▶ Activity: Once the line containing "repository 48d6bfeb72e881b6" is found in the entries below, reproduce it and every line after it, stopping at and including the line containing "attribute after derivation."; reproduce nothing else, and keep each line exact.

Material to process Block Start

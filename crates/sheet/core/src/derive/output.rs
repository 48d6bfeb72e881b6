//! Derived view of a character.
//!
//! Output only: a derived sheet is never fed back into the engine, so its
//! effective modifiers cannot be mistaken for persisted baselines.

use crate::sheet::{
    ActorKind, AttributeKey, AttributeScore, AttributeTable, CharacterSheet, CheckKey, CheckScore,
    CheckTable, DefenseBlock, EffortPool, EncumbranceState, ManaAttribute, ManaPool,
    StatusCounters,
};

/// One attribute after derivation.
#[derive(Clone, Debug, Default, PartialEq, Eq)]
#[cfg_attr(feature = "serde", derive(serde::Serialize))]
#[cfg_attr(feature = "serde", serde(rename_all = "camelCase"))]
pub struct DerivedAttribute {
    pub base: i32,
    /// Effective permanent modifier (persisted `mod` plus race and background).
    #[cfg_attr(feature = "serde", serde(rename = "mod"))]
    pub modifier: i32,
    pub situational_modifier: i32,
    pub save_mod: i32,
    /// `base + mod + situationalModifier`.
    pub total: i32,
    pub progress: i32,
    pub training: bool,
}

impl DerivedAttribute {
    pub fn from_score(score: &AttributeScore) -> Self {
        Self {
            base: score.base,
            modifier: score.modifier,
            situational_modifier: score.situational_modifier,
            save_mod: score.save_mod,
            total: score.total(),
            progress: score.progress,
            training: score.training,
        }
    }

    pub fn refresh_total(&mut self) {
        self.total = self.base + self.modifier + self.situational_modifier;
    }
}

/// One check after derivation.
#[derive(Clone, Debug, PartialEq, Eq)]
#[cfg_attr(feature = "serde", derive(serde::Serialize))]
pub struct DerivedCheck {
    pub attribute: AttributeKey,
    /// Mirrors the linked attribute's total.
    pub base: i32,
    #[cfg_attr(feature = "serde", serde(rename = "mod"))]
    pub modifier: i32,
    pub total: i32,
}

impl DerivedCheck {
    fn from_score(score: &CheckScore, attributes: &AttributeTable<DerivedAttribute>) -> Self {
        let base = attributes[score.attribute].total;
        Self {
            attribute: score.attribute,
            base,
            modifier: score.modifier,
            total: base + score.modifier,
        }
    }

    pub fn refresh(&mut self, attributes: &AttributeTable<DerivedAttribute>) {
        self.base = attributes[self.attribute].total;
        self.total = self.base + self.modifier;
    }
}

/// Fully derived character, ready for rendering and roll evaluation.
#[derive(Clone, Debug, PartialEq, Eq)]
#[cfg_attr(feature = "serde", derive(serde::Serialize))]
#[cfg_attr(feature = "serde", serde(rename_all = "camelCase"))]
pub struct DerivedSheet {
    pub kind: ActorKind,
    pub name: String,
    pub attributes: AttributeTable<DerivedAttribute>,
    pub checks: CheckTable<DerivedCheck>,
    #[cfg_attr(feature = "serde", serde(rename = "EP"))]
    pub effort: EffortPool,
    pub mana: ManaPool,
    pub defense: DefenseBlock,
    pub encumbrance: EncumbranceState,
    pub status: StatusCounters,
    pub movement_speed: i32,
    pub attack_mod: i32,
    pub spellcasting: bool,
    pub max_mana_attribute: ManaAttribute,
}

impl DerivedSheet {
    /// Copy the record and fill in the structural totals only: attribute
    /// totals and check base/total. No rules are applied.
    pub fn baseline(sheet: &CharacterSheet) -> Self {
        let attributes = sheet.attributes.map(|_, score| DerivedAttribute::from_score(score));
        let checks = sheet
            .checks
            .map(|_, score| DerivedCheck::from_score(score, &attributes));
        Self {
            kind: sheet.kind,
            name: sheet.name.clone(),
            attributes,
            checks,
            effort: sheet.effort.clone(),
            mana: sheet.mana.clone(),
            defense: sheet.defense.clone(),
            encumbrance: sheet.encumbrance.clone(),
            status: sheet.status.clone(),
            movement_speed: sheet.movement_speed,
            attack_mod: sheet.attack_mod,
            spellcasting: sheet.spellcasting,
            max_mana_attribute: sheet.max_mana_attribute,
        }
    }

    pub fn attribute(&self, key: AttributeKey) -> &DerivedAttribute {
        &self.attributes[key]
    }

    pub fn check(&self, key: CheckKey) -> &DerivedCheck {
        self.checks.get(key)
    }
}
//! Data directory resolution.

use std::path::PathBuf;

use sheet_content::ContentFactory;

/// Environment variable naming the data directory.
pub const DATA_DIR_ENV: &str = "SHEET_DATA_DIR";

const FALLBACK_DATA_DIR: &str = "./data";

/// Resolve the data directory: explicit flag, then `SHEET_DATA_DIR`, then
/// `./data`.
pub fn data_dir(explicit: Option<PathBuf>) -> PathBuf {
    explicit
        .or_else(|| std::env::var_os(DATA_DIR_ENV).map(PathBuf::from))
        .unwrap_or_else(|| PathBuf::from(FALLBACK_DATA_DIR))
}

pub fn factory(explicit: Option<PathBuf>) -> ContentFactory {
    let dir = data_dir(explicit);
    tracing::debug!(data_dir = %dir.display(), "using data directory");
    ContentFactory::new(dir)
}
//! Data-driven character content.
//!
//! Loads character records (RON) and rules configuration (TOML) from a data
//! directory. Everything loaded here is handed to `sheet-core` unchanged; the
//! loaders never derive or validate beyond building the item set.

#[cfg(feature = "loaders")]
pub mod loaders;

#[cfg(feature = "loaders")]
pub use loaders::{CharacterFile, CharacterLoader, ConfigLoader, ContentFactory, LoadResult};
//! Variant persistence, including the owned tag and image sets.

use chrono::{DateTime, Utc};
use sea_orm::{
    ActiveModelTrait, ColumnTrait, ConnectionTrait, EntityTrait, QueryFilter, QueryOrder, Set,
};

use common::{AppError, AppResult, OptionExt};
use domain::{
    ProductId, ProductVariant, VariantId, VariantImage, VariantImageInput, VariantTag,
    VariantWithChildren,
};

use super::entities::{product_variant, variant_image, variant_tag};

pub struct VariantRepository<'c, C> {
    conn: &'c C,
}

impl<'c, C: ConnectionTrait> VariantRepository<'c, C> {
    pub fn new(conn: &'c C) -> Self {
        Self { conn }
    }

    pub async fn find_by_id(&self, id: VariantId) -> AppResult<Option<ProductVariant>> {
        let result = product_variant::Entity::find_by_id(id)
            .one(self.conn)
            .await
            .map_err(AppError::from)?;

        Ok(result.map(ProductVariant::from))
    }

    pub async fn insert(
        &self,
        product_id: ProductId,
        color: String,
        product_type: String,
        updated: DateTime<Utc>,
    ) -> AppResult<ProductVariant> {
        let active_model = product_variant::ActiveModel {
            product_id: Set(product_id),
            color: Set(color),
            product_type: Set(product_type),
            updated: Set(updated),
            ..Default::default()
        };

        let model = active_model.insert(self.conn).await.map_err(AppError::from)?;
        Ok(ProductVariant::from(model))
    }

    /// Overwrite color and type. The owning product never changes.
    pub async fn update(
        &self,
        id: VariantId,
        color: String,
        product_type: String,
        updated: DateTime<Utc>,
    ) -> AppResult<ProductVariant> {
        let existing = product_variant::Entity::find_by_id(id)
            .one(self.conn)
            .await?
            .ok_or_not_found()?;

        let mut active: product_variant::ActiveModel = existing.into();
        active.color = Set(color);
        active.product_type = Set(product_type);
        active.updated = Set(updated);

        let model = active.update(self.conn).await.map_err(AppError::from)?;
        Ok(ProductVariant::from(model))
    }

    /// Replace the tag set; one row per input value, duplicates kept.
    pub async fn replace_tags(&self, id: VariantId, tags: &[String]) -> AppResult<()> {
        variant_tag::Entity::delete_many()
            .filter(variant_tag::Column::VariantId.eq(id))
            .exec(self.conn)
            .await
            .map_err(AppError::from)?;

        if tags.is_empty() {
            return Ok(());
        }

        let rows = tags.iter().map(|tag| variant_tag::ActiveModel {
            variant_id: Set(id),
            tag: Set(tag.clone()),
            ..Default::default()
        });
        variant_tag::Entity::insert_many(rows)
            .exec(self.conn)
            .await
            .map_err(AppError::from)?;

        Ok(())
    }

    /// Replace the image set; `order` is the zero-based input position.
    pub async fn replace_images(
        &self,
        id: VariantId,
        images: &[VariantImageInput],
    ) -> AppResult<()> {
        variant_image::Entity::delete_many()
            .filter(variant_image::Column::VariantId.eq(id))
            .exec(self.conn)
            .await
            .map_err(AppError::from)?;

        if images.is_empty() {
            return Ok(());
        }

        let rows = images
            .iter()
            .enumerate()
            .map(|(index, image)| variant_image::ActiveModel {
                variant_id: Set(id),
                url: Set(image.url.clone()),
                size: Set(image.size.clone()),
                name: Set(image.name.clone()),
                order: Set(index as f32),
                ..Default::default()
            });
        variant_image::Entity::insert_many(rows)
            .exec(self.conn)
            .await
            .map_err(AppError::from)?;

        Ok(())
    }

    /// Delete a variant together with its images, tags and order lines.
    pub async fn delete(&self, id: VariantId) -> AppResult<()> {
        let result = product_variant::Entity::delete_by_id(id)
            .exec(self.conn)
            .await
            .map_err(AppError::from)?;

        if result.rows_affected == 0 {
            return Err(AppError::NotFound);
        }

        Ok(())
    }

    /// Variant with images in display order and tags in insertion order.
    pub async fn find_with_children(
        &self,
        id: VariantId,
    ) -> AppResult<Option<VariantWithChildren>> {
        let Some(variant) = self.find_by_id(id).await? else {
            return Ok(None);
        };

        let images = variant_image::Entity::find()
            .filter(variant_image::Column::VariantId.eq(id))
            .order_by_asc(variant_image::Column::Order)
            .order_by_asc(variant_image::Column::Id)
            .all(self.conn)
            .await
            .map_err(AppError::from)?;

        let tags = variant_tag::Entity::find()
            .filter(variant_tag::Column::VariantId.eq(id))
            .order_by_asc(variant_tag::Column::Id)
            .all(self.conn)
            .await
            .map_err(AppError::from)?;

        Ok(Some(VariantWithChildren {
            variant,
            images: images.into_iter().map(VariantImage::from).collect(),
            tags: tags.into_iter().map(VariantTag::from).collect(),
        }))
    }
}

Material to process Block End

▶ Result:
repository 48d6bfeb72e881b6
//! Derived view of a character.
//!
//! Output only: a derived sheet is never fed back into the engine, so its
//! effective modifiers cannot be mistaken for persisted baselines.

use crate::sheet::{
    ActorKind, AttributeKey, AttributeScore, AttributeTable, CharacterSheet, CheckKey, CheckScore,
    CheckTable, DefenseBlock, EffortPool, EncumbranceState, ManaAttribute, ManaPool,
    StatusCounters,
};

/// One attribute after derivation.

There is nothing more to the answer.